Jane Gabbidon, a corporate clinical consultant and former long-term care nurse, spoke with HealthPayerIntelligence.com about some of the other aspects related to the Affordable Care Act and long-term care services.

“There are changes [in long-term care after the ACA]. For me as long-term care nurse, our focus is always on the regulations. The state and the federal government governs what we do. They come into our facilities to survey and, of course, our focus is always on ensuring that we are in compliance with their regulations in all areas of care,” Gabbidon began.

“The only area of billing that we focus on - Medicare and Medicaid are our primary payers. Of course, they tie into all of these changes. The changes impact us only in the sense that we now know that when our clientele come in, as in the past, they were coming in for predominantly long-term care and with the change from these insurance giants to Medicare and Medicaid to a more managed care plan, we know that we now have a shorter window,” she continued.

It seems that new public and private insurance options are requiring long-term care facilities to improve the wellbeing of the disabled and the elderly in much shorter time frames than before.

“They are now coming in for the short term. Our goal is always to get them back on their feet as quickly as possible while complying with all the regulations for all areas of care. We work to get them back out into the community and to the ACOs,” Gabbidon explained.

“Our timeframe is limited now as opposed to in the past when we figured we had residents coming in for 400 days to get them full therapy. No, we now know that most of the managed care insurance like HMOs, Medicare, and Medicaid are saying we have two weeks or four weeks to get them the optimal care and get them back on their feet.”

When it comes to the proliferation of accountable care organizations and the Medicare Shared Savings Program, geriatric care has been taken from a long-term services position to a managed care system.

“In terms of Medicare changes, most residents from a long-term care aspect in our environment or geriatric residents who have Medicare or Medicaid, recent changes have transformed how they are all managed through ACOs,” she continued. “Now that they are all on the managed care system, they’re being operated similarly to the way the private insurance giants operate. The time frame of every aspect is limited. The timed window that you have to provide care to clientele is limited.”

“The services that were once readily available now have a limited timeframe. The payments to skilled nursing facilities have decreased in the sense that the timeframe has decreased and the government has cut the rates for skilled nursing facilities.
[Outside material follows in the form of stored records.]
//! Read and import Adaptive-style rearrangement TSV files.
//!
//! Two header dialects are in the wild: the v2 export (`nucleotide`,
//! `aminoAcid`, `vMaxResolved`, ...) and the v3 export (`rearrangement`,
//! `amino_acid`, `v_resolved`, ...). Columns are located by name, matched
//! case-insensitively, so column order never matters and unknown columns are
//! ignored.

#[cfg(test)]
pub mod tests;

use crate::repertoire::{
    index_from_raw, FrameType, Locus, Rearrangement, Repertoire, RepertoireSpec,
};
use crate::store::RepertoireStore;
use chrono::NaiveDate;
use color_eyre::eyre::{eyre, Report, Result, WrapErr};
use log::{info, warn};
use std::io::{BufRead, Write};
use strum::{EnumCount, EnumIter, IntoEnumIterator};

const TSV_SEP: char = '\t';

// ----------------------------------------------------------------------------
// Columns

/// The columns a rearrangement row is built from.
#[derive(Clone, Copy, Debug, EnumCount, EnumIter, Eq, PartialEq)]
enum Column {
    Rearrangement,
    AminoAcid,
    FrameType,
    Count,
    VResolved,
    DResolved,
    JResolved,
    Cdr3Length,
    VIndex,
    DIndex,
    JIndex,
    N1Index,
    N2Index,
    VShmIndices,
    Cells,
    CellsEstimate,
}

impl Column {
    /// Map a lowercased header cell to its column, for both dialects.
    fn from_header(header: &str) -> Option<Self> {
        let column = match header {
            // v2
            "nucleotide" => Column::Rearrangement,
            "aminoacid" => Column::AminoAcid,
            "sequencestatus" => Column::FrameType,
            "count (templates/reads)" => Column::Count,
            "vmaxresolved" => Column::VResolved,
            "dmaxresolved" => Column::DResolved,
            "jmaxresolved" => Column::JResolved,
            "cdr3length" => Column::Cdr3Length,
            "vindex" => Column::VIndex,
            "dindex" => Column::DIndex,
            "jindex" => Column::JIndex,
            "n1index" => Column::N1Index,
            "n2index" => Column::N2Index,
            "valignsubstitutionindexes" => Column::VShmIndices,

            // v3
            "rearrangement" => Column::Rearrangement,
            "amino_acid" => Column::AminoAcid,
            "frame_type" => Column::FrameType,
            "templates" => Column::Count,
            "v_resolved" => Column::VResolved,
            "d_resolved" => Column::DResolved,
            "j_resolved" => Column::JResolved,
            "cdr3_length" => Column::Cdr3Length,
            "v_index" => Column::VIndex,
            "d_index" => Column::DIndex,
            "j_index" => Column::JIndex,
            "n1_index" => Column::N1Index,
            "n2_index" => Column::N2Index,
            "v_shm_indexes" => Column::VShmIndices,
            "sample_cells" => Column::Cells,
            "sample_cells_mass_estimate" => Column::CellsEstimate,

            _ => return None,
        };
        Some(column)
    }

    /// Columns that every usable file must carry.
    fn required(&self) -> bool {
        !matches!(self, Column::VShmIndices | Column::Cells | Column::CellsEstimate)
    }
}

#[derive(Clone, Debug)]
struct Header {
    positions: [Option<usize>; Column::COUNT],
}

impl Header {
    fn parse(line: &str) -> Result<Self, Report> {
        let mut positions = [None; Column::COUNT];
        for (at, cell) in line.split(TSV_SEP).enumerate() {
            if let Some(column) = Column::from_header(&cell.trim().to_lowercase()) {
                positions[column as usize] = Some(at);
            }
        }

        let header = Header { positions };
        for column in Column::iter().filter(Column::required) {
            if header.positions[column as usize].is_none() {
                return Err(eyre!("TSV header is missing the {column:?} column"));
            }
        }
        Ok(header)
    }

    fn get<'row>(&self, row: &[&'row str], column: Column) -> Option<&'row str> {
        let at = self.positions[column as usize]?;
        row.get(at).map(|cell| cell.trim())
    }

    fn require<'row>(&self, row: &[&'row str], column: Column) -> Result<&'row str, Report> {
        self.get(row, column).ok_or_else(|| eyre!("Row is missing the {column:?} column"))
    }
}

// ----------------------------------------------------------------------------
// Reader

/// Streaming TSV reader, optionally teeing raw lines into a writer.
///
/// The tee receives every line read, including the header and any comment
/// lines, which is what import needs to persist a byte-faithful copy.
pub struct Reader<R: BufRead, W: Write = std::io::Sink> {
    input: R,
    tee: Option<W>,
    header: Option<Header>,
    start_row_index: usize,
    next_row_index: usize,
    discovered_cells: Option<u64>,
}

impl<R: BufRead> Reader<R> {
    pub fn new(input: R, start_row_index: usize) -> Self {
        Reader {
            input,
            tee: None,
            header: None,
            start_row_index,
            next_row_index: 0,
            discovered_cells: None,
        }
    }
}

impl<R: BufRead, W: Write> Reader<R, W> {
    pub fn with_tee(input: R, tee: W) -> Self {
        Reader {
            input,
            tee: Some(tee),
            header: None,
            start_row_index: 0,
            next_row_index: 0,
            discovered_cells: None,
        }
    }

    /// Index of the next data row `read_next` would return.
    pub fn next_row_index(&self) -> usize {
        self.next_row_index
    }

    /// Cell count found in the file itself, if any row carried one.
    pub fn discovered_cells(&self) -> Option<u64> {
        self.discovered_cells
    }

    /// Flush and hand back the tee writer.
    pub fn finish(mut self) -> Result<Option<W>, Report> {
        if let Some(tee) = self.tee.as_mut() {
            tee.flush().wrap_err("Failed to flush import copy")?;
        }
        Ok(self.tee)
    }

    /// Read rows until `max` are collected or the file ends.
    pub fn read_batch(&mut self, max: usize) -> Result<Vec<Rearrangement>, Report> {
        let mut batch = Vec::new();
        while batch.len() < max {
            match self.read_next()? {
                Some(rearrangement) => batch.push(rearrangement),
                None => break,
            }
        }
        Ok(batch)
    }

    /// Read and parse the next data row, or `None` at end of file.
    pub fn read_next(&mut self) -> Result<Option<Rearrangement>, Report> {
        if self.header.is_none() {
            self.initialize()?;
        }

        let Some(line) = self.read_line()? else { return Ok(None) };
        let row_index = self.next_row_index;
        self.next_row_index += 1;

        self.parse_row(&line).wrap_err_with(|| eyre!("Failed to parse TSV row {row_index}"))
    }

    fn parse_row(&mut self, line: &str) -> Result<Option<Rearrangement>, Report> {
        let row: Vec<&str> = line.split(TSV_SEP).collect();
        let header = self.header.as_ref().ok_or_else(|| eyre!("TSV header not parsed"))?;

        let mut r = Rearrangement {
            rearrangement: header.require(&row, Column::Rearrangement)?.to_string(),
            amino_acid: header.require(&row, Column::AminoAcid)?.to_string(),
            v_resolved: header.require(&row, Column::VResolved)?.to_string(),
            d_resolved: header.require(&row, Column::DResolved)?.to_string(),
            j_resolved: header.require(&row, Column::JResolved)?.to_string(),
            ..Default::default()
        };

        r.frame_type = header.require(&row, Column::FrameType)?.parse::<FrameType>()?;
        r.count = parse_number(header.require(&row, Column::Count)?)?;
        r.cdr3_length = parse_number(header.require(&row, Column::Cdr3Length)?)?;
        r.v_index = parse_index(header.require(&row, Column::VIndex)?)?;
        r.d_index = parse_index(header.require(&row, Column::DIndex)?)?;
        r.j_index = parse_index(header.require(&row, Column::JIndex)?)?;
        r.n1_index = parse_index(header.require(&row, Column::N1Index)?)?;
        r.n2_index = parse_index(header.require(&row, Column::N2Index)?)?;

        r.locus = Locus::from_genes(&r.v_resolved, &r.d_resolved, &r.j_resolved).ok();

        if let Some(csv) = header.get(&row, Column::VShmIndices).filter(|s| !s.is_empty()) {
            r.v_shm_indices = csv
                .split(',')
                .map(|cell| parse_number(cell.trim()))
                .collect::<Result<Vec<usize>, Report>>()?;
        }

        if self.discovered_cells.is_none() {
            for column in [Column::Cells, Column::CellsEstimate] {
                if let Some(cell) = header.get(&row, column).filter(|s| !s.is_empty()) {
                    self.discovered_cells = Some(parse_number(cell)?);
                    break;
                }
            }
        }

        Ok(Some(r))
    }

    fn initialize(&mut self) -> Result<(), Report> {
        while let Some(line) = self.read_line()? {
            let trimmed = line.trim();
            if trimmed.is_empty() || trimmed.starts_with('#') {
                continue;
            }
            self.header = Some(Header::parse(trimmed)?);
            break;
        }

        if self.header.is_none() {
            return Err(eyre!("TSV input ended before a header line"));
        }

        // skip forward for paged reads
        while self.next_row_index < self.start_row_index {
            if self.read_line()?.is_none() {
                break;
            }
            self.next_row_index += 1;
        }
        Ok(())
    }

    fn read_line(&mut self) -> Result<Option<String>, Report> {
        let mut line = String::new();
        let read = self.input.read_line(&mut line).wrap_err("Failed to read TSV line")?;
        if read == 0 {
            return Ok(None);
        }

        while line.ends_with('\n') || line.ends_with('\r') {
            line.pop();
        }
        if let Some(tee) = self.tee.as_mut() {
            tee.write_all(line.as_bytes()).wrap_err("Failed to write import copy")?;
            tee.write_all(b"\n").wrap_err("Failed to write import copy")?;
        }
        Ok(Some(line))
    }
}

fn parse_number<T>(cell: &str) -> Result<T, Report>
where
    T: std::str::FromStr,
    T::Err: std::error::Error + Send + Sync + 'static,
{
    cell.parse().wrap_err_with(|| eyre!("Invalid numeric field: {cell:?}"))
}

fn parse_index(cell: &str) -> Result<Option<usize>, Report> {
    let raw: i64 = cell.parse().wrap_err_with(|| eyre!("Invalid index field: {cell:?}"))?;
    Ok(index_from_raw(raw))
}

// ----------------------------------------------------------------------------
// Receive

/// How an import attempt ended (short of an error).
#[derive(Clone, Debug, PartialEq)]
pub enum ReceiveOutcome {
    /// Imported and committed to the context.
    Received(Repertoire),
    /// A repertoire with this name already exists; nothing was written.
    Exists,
}

/// Caller-supplied metadata that overrides anything discovered in the file.
#[derive(Clone, Debug, Default)]
pub struct ReceiveOptions {
    pub date: Option<NaiveDate>,
    pub total_cells: Option<u64>,
    pub total_milliliters: Option<f64>,
}

/// Stream a TSV into the store, accumulating the repertoire summary.
///
/// The raw bytes are copied line-for-line while each row is parsed and
/// folded into the summary, so the file is read exactly once. A failed parse
/// removes the partial copy before the error is returned.
pub fn receive(
    input: impl BufRead,
    store: &dyn RepertoireStore,
    spec: &RepertoireSpec,
    options: &ReceiveOptions,
) -> Result<ReceiveOutcome, Report> {
    let existing = store.context_repertoires(&spec.user_id, &spec.context)?;
    if Repertoire::find(&existing, &spec.name).is_some() {
        info!("Attempted re-import of existing repertoire: {spec}");
        return Ok(ReceiveOutcome::Exists);
    }

    let copy = store.create_repertoire(spec)?;
    let mut reader = Reader::with_tee(input, copy);

    let mut repertoire = Repertoire::new(&spec.name);
    repertoire.date = options.date;

    let received = loop {
        match reader.read_next() {
            Ok(Some(r)) => repertoire.accumulate(r.locus, r.count),
            Ok(None) => break Ok(()),
            Err(err) => break Err(err),
        }
    };

    if let Err(err) = received {
        // close, then drop the partial copy; the context index was never
        // touched
        drop(reader);
        if let Err(cleanup) = store.delete_repertoire(spec) {
            warn!("Failed to remove partial import {spec}: {cleanup:?}");
        }
        return Err(err).wrap_err_with(|| eyre!("Import of {spec} failed"));
    }

    let discovered_cells = reader.discovered_cells();
    reader.finish()?;

    repertoire.total_cells = options.total_cells.or(discovered_cells).unwrap_or(0);
    repertoire.total_milliliters = options.total_milliliters.unwrap_or(0.0);

    store.commit_repertoire(&spec.user_id, &spec.context, &repertoire)?;
    Ok(ReceiveOutcome::Received(repertoire))
}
They are significantly impacted by all of these changes,” she clarified.

Both the Affordable Care Act and other healthcare industry reforms have brought significant transformations for payer-provider reimbursement policies. Many health payers as well as the Centers for Medicare & Medicaid Services (CMS) have opted to focus on value-based care reimbursement and move away from the fee-for-service payment system. Gabbidon explained how CMS and health payers have brought those new payment structures to long-term care.

“CMS has made significant changes in terms of payment and in terms of long-term care,” she mentioned. “There is a correlation between the hospitals and the nursing homes. If Medicare patients are readmitted to hospitals in under 30 days, they are fined. Of course, their goal based on their payment system is to ensure that patients get quality care in the least amount of time as possible and to get them to the skilled nursing facilities.”
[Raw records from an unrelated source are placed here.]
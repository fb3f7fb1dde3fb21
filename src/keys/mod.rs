//! Extract and match the comparable "key" of a rearrangement.


use crate::repertoire::Rearrangement;
use clap::ValueEnum;
use serde::{Deserialize, Serialize};
use std::str::FromStr;
use structdoc::StructDoc;

// ----------------------------------------------------------------------------
// KeyType

/// Which string identifies a clone for search, overlap and sorting.
#[derive(
    Clone, Copy, Debug, Default, Deserialize, Eq, PartialEq, Serialize, StructDoc, ValueEnum,
)]
pub enum KeyType {
    /// The full nucleotide sequence.
    #[default]
    Rearrangement,
    /// The translated amino-acid sequence.
    AminoAcid,
    /// The CDR3 nucleotide slice.
    Cdr3,
}

impl KeyType {
    /// The key string of one rearrangement; `None` when the record cannot
    /// provide it (no CDR3 call, empty translation).
    pub fn extract<'r>(&self, r: &'r Rearrangement) -> Option<&'r str> {
        let key = match self {
            KeyType::Rearrangement => Some(r.rearrangement.as_str()),
            KeyType::AminoAcid => Some(r.amino_acid.as_str()),
            KeyType::Cdr3 => r.cdr3(),
        };
        key.filter(|key| !key.is_empty())
    }
}

impl std::fmt::Display for KeyType {
    fn fmt(&self, f: &mut std::fmt::Formatter<'_>) -> std::fmt::Result {
        let name = match self {
            KeyType::Rearrangement => "rearrangement",
            KeyType::AminoAcid => "aminoacid",
            KeyType::Cdr3 => "cdr3",
        };
        write!(f, "{name}")
    }
}

impl FromStr for KeyType {
    type Err = color_eyre::eyre::Report;

    fn from_str(text: &str) -> Result<Self, Self::Err> {
        match text.to_lowercase().as_str() {
            "rearrangement" => Ok(KeyType::Rearrangement),
            "aminoacid" => Ok(KeyType::AminoAcid),
            "cdr3" => Ok(KeyType::Cdr3),
            _ => Err(color_eyre::eyre::eyre!("Unknown key type: {text:?}")),
        }
    }
}

// ----------------------------------------------------------------------------
// Matcher

/// Sliding substring match with a mismatch budget.
///
/// `N` runs at nucleotide edges over-match badly when treated as wildcards
/// (we have seen runs of 15+), so no wildcarding is done for any key type.
#[derive(Clone, Copy, Debug)]
pub struct Matcher {
    allowed_mutations: usize,
    full_length: bool,
}

impl Matcher {
    pub fn new(allowed_mutations: usize, full_length: bool) -> Self {
        Matcher { allowed_mutations, full_length }
    }

    /// True when `search` occurs in `key` with at most the allowed number
    /// of mismatches. Empty inputs never match.
    pub fn matches(&self, search: &str, key: &str) -> bool {
        if search.is_empty() || key.is_empty() {
            return false;
        }

        let search = search.as_bytes();
        let key = key.as_bytes();

        if self.full_length && search.len() != key.len() {
            return false;
        }
        if search.len() > key.len() {
            return false;
        }

        for window in key.windows(search.len()) {
            let mut mutations_remaining = self.allowed_mutations;
            let mut matched = true;

            for (have, want) in window.iter().zip(search.iter()) {
                if have != want {
                    if mutations_remaining == 0 {
                        matched = false;
                        break;
                    }
                    mutations_remaining -= 1;
                }
            }

            if matched {
                return true;
            }
        }

        false
    }
}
“The skilled nursing facilities must now ensure that patients are not readmitted to the hospitals in 30 days as it affects the SNFs payment. Right now, nursing homes are not being fined, but over time, nursing homes will be fined,” she continued.

“The overall relationship between hospitals and nursing homes now come into question because the hospitals are going to look at the nursing homes that are repeat offenders that keep sending back their clientele within 30 days for complications of the same condition. Yes, it will affect that relationship. CMS also focuses changes on providing quality care while cutting expenses at the same time,” Gabbidon concluded.